Abstract

d-Amino acid oxidase (DAO) is an enzyme catalyzing oxidative deamination of neutral and polar d-amino acids and is expressed in the kidneys, liver, and central nervous system (CNS) including the spinal cord. We have previously demonstrated that DAO gene deletion/mutation by using mutant ddY/DAO(−/−) mice and systemic administration of the DAO inhibitor sodium benzoate blocked formalin-induced hyperalgesia in mice. In this study, we further investigated the potential role of DAO in neuropathic pain in a rat model of tight L₅/L₆ spinal nerve ligation.
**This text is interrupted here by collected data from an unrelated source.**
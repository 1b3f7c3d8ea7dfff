// Copyright 2025 the Sapling Authors
// SPDX-License-Identifier: Apache-2.0 OR MIT

//! Contexts keep their identity for as long as type and path match.

use kurbo::{Rect, Size};
use peniko::Color as Paint;
use sapling_graph::sapling_layout::{
    AnyLayout, HStackLayout, HorizontalAlignment, VStackLayout, VerticalAlignment,
};
use sapling_graph::{
    AnyView, Color, ContextId, DrawCommand, EmptyView, GraphPath, HStack, LayoutView,
    Rectangle, RecordingCanvas, Spacer, VStack, View, ViewExt, ViewGraph,
};

fn path(indices: &[u32]) -> GraphPath {
    GraphPath::from_indices(indices)
}

fn snapshot(graph: &ViewGraph) -> Vec<(ContextId, GraphPath, Rect)> {
    graph
        .contexts()
        .into_iter()
        .map(|id| (id, graph.path(id).unwrap().clone(), graph.frame(id).unwrap()))
        .collect()
}

fn sample(title: Paint) -> impl View {
    VStack::new((
        Color(title).frame(120.0, 24.0),
        HStack::new((Color::RED, Spacer::new(), Color::BLUE.padding_length(4.0))).spacing(2.0),
        Rectangle.layout_priority(1.0),
    ))
}

#[test]
fn reconciling_an_unchanged_root_is_idempotent() {
    let mut graph = ViewGraph::new();
    let first = graph.update(&sample(Paint::BLACK));
    assert_eq!(first.created.len(), graph.len());
    graph.layout(Size::new(320.0, 240.0));
    let before = snapshot(&graph);

    let second = graph.update(&sample(Paint::BLACK));
    assert!(second.is_unchanged());
    assert_eq!(second.updated, graph.len());
    graph.layout(Size::new(320.0, 240.0));
    assert_eq!(snapshot(&graph), before);
}

#[test]
fn value_changes_keep_contexts() {
    let mut graph = ViewGraph::new();
    graph.update(&sample(Paint::BLACK));
    let before: Vec<ContextId> = graph.contexts();
    let report = graph.update(&sample(Paint::WHITE));
    assert!(report.is_unchanged());
    assert_eq!(graph.contexts(), before);
    let title = graph.context_at(&path(&[0, 0])).unwrap();
    let color = graph.try_view::<Color>(title).unwrap();
    assert_eq!(color.0.to_rgba8(), Paint::WHITE.to_rgba8());
}

fn swappable(middle: AnyView) -> impl View {
    HStack::new((Color::RED, middle, Color::BLUE.frame(10.0, 10.0)))
}

#[test]
fn type_swap_replaces_exactly_one_context() {
    let mut graph = ViewGraph::new();
    graph.update(&swappable(AnyView::new(Color::GREEN)));
    let left = graph.context_at(&path(&[0])).unwrap();
    let holder = graph.context_at(&path(&[1])).unwrap();
    let old = graph.context_at(&path(&[1, 0])).unwrap();
    let right = graph.context_at(&path(&[2])).unwrap();
    let right_child = graph.context_at(&path(&[2, 0])).unwrap();

    let report = graph.update(&swappable(AnyView::new(EmptyView)));
    assert_eq!(report.destroyed, vec![path(&[1, 0])]);
    assert_eq!(report.created, vec![path(&[1, 0])]);

    assert!(!graph.is_alive(old));
    for id in [left, holder, right, right_child] {
        assert!(graph.is_alive(id));
    }
    let new = graph.context_at(&path(&[1, 0])).unwrap();
    assert_ne!(new, old);
    assert!(graph.try_view::<EmptyView>(new).is_ok());
}

#[test]
fn teardown_takes_the_whole_subtree() {
    let mut graph = ViewGraph::new();
    graph.update(&swappable(AnyView::new(
        VStack::new((Color::RED, Color::GREEN)).padding(),
    )));
    let report = graph.update(&swappable(AnyView::new(Spacer::new())));
    assert_eq!(
        report.destroyed,
        vec![
            path(&[1, 0, 0, 0]),
            path(&[1, 0, 0, 1]),
            path(&[1, 0, 0]),
            path(&[1, 0]),
        ]
    );
    assert_eq!(report.created, vec![path(&[1, 0])]);
    assert_eq!(graph.len(), 6);
}

#[test]
fn sequences_grow_and_shrink_at_the_tail() {
    let mut graph = ViewGraph::new();
    graph.update(&VStack::new(vec![Color::RED; 2]));
    let first = graph.context_at(&path(&[0])).unwrap();

    let grown = graph.update(&VStack::new(vec![Color::RED; 4]));
    assert_eq!(grown.created, vec![path(&[2]), path(&[3])]);
    assert!(grown.destroyed.is_empty());

    let shrunk = graph.update(&VStack::new(vec![Color::RED; 1]));
    assert_eq!(shrunk.destroyed, vec![path(&[1]), path(&[2]), path(&[3])]);
    assert!(shrunk.created.is_empty());
    assert!(graph.is_alive(first));
    assert_eq!(graph.children(graph.root().unwrap()).count(), 1);
}

fn fill_colors(graph: &ViewGraph) -> Vec<[u8; 4]> {
    let mut canvas = RecordingCanvas::new();
    graph.draw(&mut canvas);
    canvas
        .commands()
        .iter()
        .filter_map(|command| match command {
            DrawCommand::FillRect { color, .. } => {
                let rgba = color.to_rgba8();
                Some([rgba.r, rgba.g, rgba.b, rgba.a])
            }
            DrawCommand::StrokeRect { .. } => None,
        })
        .collect()
}

fn themed(outer: Paint) -> impl View {
    VStack::new((Rectangle, Rectangle.foreground_color(Paint::WHITE))).foreground_color(outer)
}

#[test]
fn environment_flows_down_and_updates_in_place() {
    let mut graph = ViewGraph::new();
    graph.update(&themed(Paint::BLACK));
    graph.layout(Size::new(50.0, 50.0));
    assert_eq!(fill_colors(&graph), vec![[0, 0, 0, 255], [255, 255, 255, 255]]);

    let report = graph.update(&themed(Paint::from_rgb8(0, 0, 255)));
    assert!(report.is_unchanged());
    assert_eq!(fill_colors(&graph), vec![[0, 0, 255, 255], [255, 255, 255, 255]]);
}

fn switchable(vertical: bool) -> impl View {
    let layout = if vertical {
        AnyLayout::new(VStackLayout::new(HorizontalAlignment::Center, Some(0.0)))
    } else {
        AnyLayout::new(HStackLayout::new(VerticalAlignment::Center, Some(0.0)))
    };
    LayoutView::with_layout(
        layout,
        (
            Color::RED.frame(10.0, 10.0),
            Color::BLUE.frame(10.0, 10.0),
        ),
    )
}

#[test]
fn switching_an_erased_layout_keeps_children() {
    let mut graph = ViewGraph::new();
    graph.update(&switchable(false));
    graph.layout(Size::new(100.0, 100.0));
    let second = graph.context_at(&path(&[1])).unwrap();
    assert_eq!(graph.frame(second), Some(Rect::new(50.0, 45.0, 60.0, 55.0)));

    let report = graph.update(&switchable(true));
    assert!(report.is_unchanged());
    graph.layout(Size::new(100.0, 100.0));
    assert!(graph.is_alive(second));
    assert_eq!(graph.frame(second), Some(Rect::new(45.0, 50.0, 55.0, 60.0)));
}

#[test]
#[should_panic(expected = "no longer resolves")]
fn updating_content_without_validation_fails_fast() {
    let mut graph = ViewGraph::new();
    graph.update(&swappable(AnyView::new(Color::GREEN)));
    let id = graph.context_at(&path(&[1, 0])).unwrap();
    let other = swappable(AnyView::new(EmptyView));
    assert!(!graph.validate_path(id, &other));
    graph.update_content(id, &other);
}

#[test]
fn replacing_the_root_type_remounts() {
    let mut graph = ViewGraph::new();
    graph.update(&Color::RED);
    let old = graph.root().unwrap();
    let report = graph.update(&EmptyView);
    assert_eq!(report.destroyed, vec![GraphPath::root()]);
    assert_eq!(report.created, vec![GraphPath::root()]);
    assert!(!graph.is_alive(old));
    assert_eq!(graph.len(), 1);
}
// Copyright 2025 the Sapling Authors
// SPDX-License-Identifier: Apache-2.0 OR MIT

//! Sapling Layout: the two-pass layout protocol and its built-in containers.
//!
//! A parent proposes a size to each child with [`ProposedViewSize`]; each
//! dimension may be a concrete length, unspecified (`None`, meaning "tell me
//! your ideal size") or infinite ("tell me your maximum size"). The child
//! answers with a concrete [`kurbo::Size`]. Once the parent has decided, it
//! commits by placing each child at a point and anchor.
//!
//! - [`Layout`]: the container protocol (`size_that_fits`, `place_subviews`,
//!   `spacing`, and a per-layout cache).
//! - [`Subviews`]: the index-based accessor layouts use to reach children.
//! - [`HStackLayout`] / [`VStackLayout`]: stacks that share flexible space by
//!   layout priority.
//! - [`ZStackLayout`]: overlays with a shared anchor.
//! - [`FrameLayout`], [`FlexFrameLayout`], [`PaddingLayout`]: single-content
//!   layouts.
//! - [`AnyLayout`]: a type-erased layout whose animatable data is
//!   [`sapling_animatable::AnyAnimatableData`].
//!
//! Every negotiated size is clamped to be non-negative and free of NaN.
//!
//! ## Example
//!
//! ```rust
//! use kurbo::{Point, Rect, Size};
//! use sapling_layout::{
//!     HStackLayout, Layout, ProposedViewSize, Subviews, UnitPoint, ViewDimensions, ViewSpacing,
//! };
//!
//! /// Children with a fixed size.
//! struct Boxes {
//!     sizes: Vec<Size>,
//!     placed: Vec<Point>,
//! }
//!
//! impl Subviews for Boxes {
//!     fn len(&self) -> usize { self.sizes.len() }
//!     fn size_that_fits(&mut self, index: usize, _: ProposedViewSize) -> Size { self.sizes[index] }
//!     fn dimensions(&mut self, index: usize, _: ProposedViewSize) -> ViewDimensions {
//!         ViewDimensions::new(self.sizes[index])
//!     }
//!     fn spacing(&mut self, _: usize) -> ViewSpacing { ViewSpacing::ZERO }
//!     fn priority(&mut self, _: usize) -> f64 { 0.0 }
//!     fn place(&mut self, _: usize, position: Point, _: UnitPoint, _: ProposedViewSize) {
//!         self.placed.push(position);
//!     }
//! }
//!
//! let mut boxes = Boxes {
//!     sizes: vec![Size::new(20.0, 10.0), Size::new(30.0, 20.0)],
//!     placed: Vec::new(),
//! };
//! let stack = HStackLayout::new(Default::default(), Some(5.0));
//! let mut cache = stack.make_cache(&mut boxes);
//!
//! let size = stack.size_that_fits(ProposedViewSize::UNSPECIFIED, &mut boxes, &mut cache);
//! assert_eq!(size, Size::new(55.0, 20.0));
//!
//! stack.place_subviews(Rect::from_origin_size(Point::ZERO, size), size.into(), &mut boxes, &mut cache);
//! assert_eq!(boxes.placed, vec![Point::new(0.0, 5.0), Point::new(25.0, 0.0)]);
//! ```

extern crate alloc;

mod alignment;
mod frame;
mod geometry;
mod layout;
mod spacing;
mod stack;
mod zstack;

pub use alignment::{Alignment, HorizontalAlignment, VerticalAlignment, ViewDimensions};
pub use frame::{DEFAULT_PADDING, FlexFrameLayout, FlexLength, FrameLayout, PaddingLayout};
pub use geometry::{Axis, ProposedViewSize, UnitPoint, sanitize_length, sanitize_size};
pub use layout::{AnyLayout, AnyLayoutCache, Layout, LayoutProperties, Subviews};
pub use spacing::{Edge, EdgeSet, ViewSpacing};
pub use stack::{HStackLayout, StackLayoutCache, VStackLayout};
pub use zstack::ZStackLayout;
After L₅/L₆ spinal nerve ligation, the mRNA expression (measured by real-time quantitative polymerase chain reaction) and enzyme activity (measured by a colorimetric method) of DAO in the lumbar spinal cord were markedly increased, in agreement with the development of neuropathic pain (mechanical allodynia). Intraperitoneal injection of sodium benzoate (400 mg/kg) specifically blocked mechanical allodynia in neuropathic rats and formalin-induced hyperalgesia but did not suppress acute pain responses in the tail-flick test or formalin test. Systemic injection of sodium benzoate also inhibited DAO activity in the lumbar spinal cord of rats. Furthermore, direct intrathecal (spinal cord) injection of benzoate (30 μg/rat) specifically blocked spinal nerve ligation-induced mechanical allodynia in neuropathic rats and formalin-induced hyperalgesia (but not acute pain) in the formalin test. Based on the above results, we conclude that spinal DAO plays a pronociceptive (rather than an antinociceptive) role and might be a target molecule for the treatment of chronic pain of neuropathic origin.